Admiral Michelle Howard ’82, USN (Ret.), served as 38th Vice Chief of Naval Operations.

When Michelle Howard announced when she was 12 that she planned to attend a service academy, her mom had to break the bad news to her: women, at the time, weren’t allowed in. The silver lining? It didn’t have to be that way. “If they still don’t let women in when you’re old enough to apply,” she told Howard, “We’ll sue the government.”

It turned out to be a non-issue: the Naval Academy began admitting women in 1976, two years before Howard arrived. But idea embedded in her mother’s words stuck with her. It might be difficult, but anything was possible if you were committed to the journey.

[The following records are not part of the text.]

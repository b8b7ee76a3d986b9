//! PNG output of a rendered [`Pixmap`].
//!
//! Feature-gated behind `png` (default on) so embedders that only need the
//! raster surface do not pull in the `image` crate.

use ocquarium_core::RigError;
use std::path::Path;

use crate::pixmap::Pixmap;

/// Writes a pixmap as an RGBA PNG.
///
/// Returns `RigError::InvalidDimensions` if the pixmap dimensions overflow
/// `u32`, or `RigError::Io` on encode or write failure.
pub fn write_png(pixmap: &Pixmap, path: &Path) -> Result<(), RigError> {
    let w = u32::try_from(pixmap.width()).map_err(|_| RigError::InvalidDimensions)?;
    let h = u32::try_from(pixmap.height()).map_err(|_| RigError::InvalidDimensions)?;
    let img = image::RgbaImage::from_raw(w, h, pixmap.to_rgba())
        .ok_or_else(|| RigError::Io("RGBA buffer size mismatch".into()))?;
    img.save(path).map_err(|e| RigError::Io(e.to_string()))?;
    log::debug!("wrote {w}x{h} snapshot to {}", path.display());
    Ok(())
}
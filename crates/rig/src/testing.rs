//! Recording doubles for the drawing seams.

use std::cell::RefCell;

use glam::{DAffine2, DVec2};
use ocquarium_core::{Path, Rect, Srgb, Surface, TaperedStroke};

/// One recorded draw call.
#[derive(Debug, Clone, PartialEq)]
pub enum Op {
    Transform(DAffine2),
    FillCircle(DVec2, f64, Srgb),
    StrokeCircle(DVec2, f64, Srgb),
    FillOval(Rect, Srgb),
    FillRoundRect(Rect, f64, Srgb),
    PushClipOut(Rect),
    PopClip,
    StrokePath(Path, f64, Srgb),
    StrokeSegments(usize, Srgb, Option<f64>),
}

/// Surface that remembers every call in order.
#[derive(Debug, Default)]
pub struct Recorder {
    pub ops: Vec<Op>,
}

impl Surface for Recorder {
    fn set_transform(&mut self, transform: DAffine2) {
        self.ops.push(Op::Transform(transform));
    }

    fn fill_circle(&mut self, center: DVec2, radius: f64, color: Srgb) {
        self.ops.push(Op::FillCircle(center, radius, color));
    }

    fn stroke_circle(&mut self, center: DVec2, radius: f64, _width: f64, color: Srgb) {
        self.ops.push(Op::StrokeCircle(center, radius, color));
    }

    fn fill_oval(&mut self, bounds: Rect, color: Srgb) {
        self.ops.push(Op::FillOval(bounds, color));
    }

    fn fill_round_rect(&mut self, bounds: Rect, corner: f64, color: Srgb) {
        self.ops.push(Op::FillRoundRect(bounds, corner, color));
    }

    fn push_clip_out(&mut self, rect: Rect) {
        self.ops.push(Op::PushClipOut(rect));
    }

    fn pop_clip(&mut self) {
        self.ops.push(Op::PopClip);
    }

    fn stroke_path(&mut self, path: &Path, width: f64, color: Srgb) {
        self.ops.push(Op::StrokePath(path.clone(), width, color));
    }

    fn stroke_segments(
        &mut self,
        segments: &[(DVec2, DVec2)],
        _width: f64,
        color: Srgb,
        dash: Option<f64>,
    ) {
        self.ops.push(Op::StrokeSegments(segments.len(), color, dash));
    }
}

/// Stroke that logs its widths and forwards the bare path to the surface, so
/// limb strokes show up in the surface's op order.
#[derive(Debug, Default)]
pub struct RecordingStroke {
    pub min_step: f64,
    pub dotted: bool,
    pub widths: RefCell<Vec<(f64, f64)>>,
}

impl TaperedStroke for RecordingStroke {
    fn set_min_step(&mut self, step: f64) {
        self.min_step = step;
    }

    fn min_step(&self) -> f64 {
        self.min_step
    }

    fn set_dotted(&mut self, dotted: bool) {
        self.dotted = dotted;
    }

    fn is_dotted(&self) -> bool {
        self.dotted
    }

    fn stroke(
        &self,
        surface: &mut dyn Surface,
        path: &Path,
        start_width: f64,
        end_width: f64,
        color: Srgb,
    ) {
        self.widths.borrow_mut().push((start_width, end_width));
        surface.stroke_path(path, start_width, color);
    }
}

In her career, Admiral Howard has proved that almost anything is possible: in 1999, she took command of the RUSHMORE, becoming the first African-American woman to command a naval ship. She later took part in tsunami relief efforts off the coast of Indonesia and Sri Lanka when she deployed with Expeditionary Strike Group 5. She was part of the team that rescued Captain Richard Phillips, who was kidnapped by Somali pirates. Among countless firsts in her career, she was the first African-American and first woman to serve as Vice Chief of Naval Operations, and first female four-star admiral.

Every step forward was a challenge in its own right, and often contained an endless set of tiny, unexpected challenges within it. On her first sea tour, for example there no steel-toed shoes in her size in the system, so they had to be ordered from a correctional facility. Thirty-two years later, when Howard was the first woman to become a four-star admiral, she had to have a specially made uniform.

She’s worked hard—through both formal channels and informal mentorship—to make sure that outstanding performers have the opportunity to excel and don’t get overlooked. She organized “Women at Sea” programs in tandem with others at the Coast Guard, and hosted events for women at their houses.

If it wasn’t an easy path, she appreciates that her trailblazing has made life a little bit easier for those who came after her. The number of women and African American women in high-level roles has increased. And no detail is overlooked “By my third tour at sea, [women] could go into any uniform shop and buy shoes off the shelf just like anyone else,” Howard said.

Find power in your peers. “When there’s no one senior to you who has had the specific experiences you have, lean on your peers. I refer to it as the “quilting bee opportunity.” Pioneer women used to get together and do quilting bees. The point was never the quilt: it was to get together and share experiences and wisdom. Share what you know. Teach others who are new.”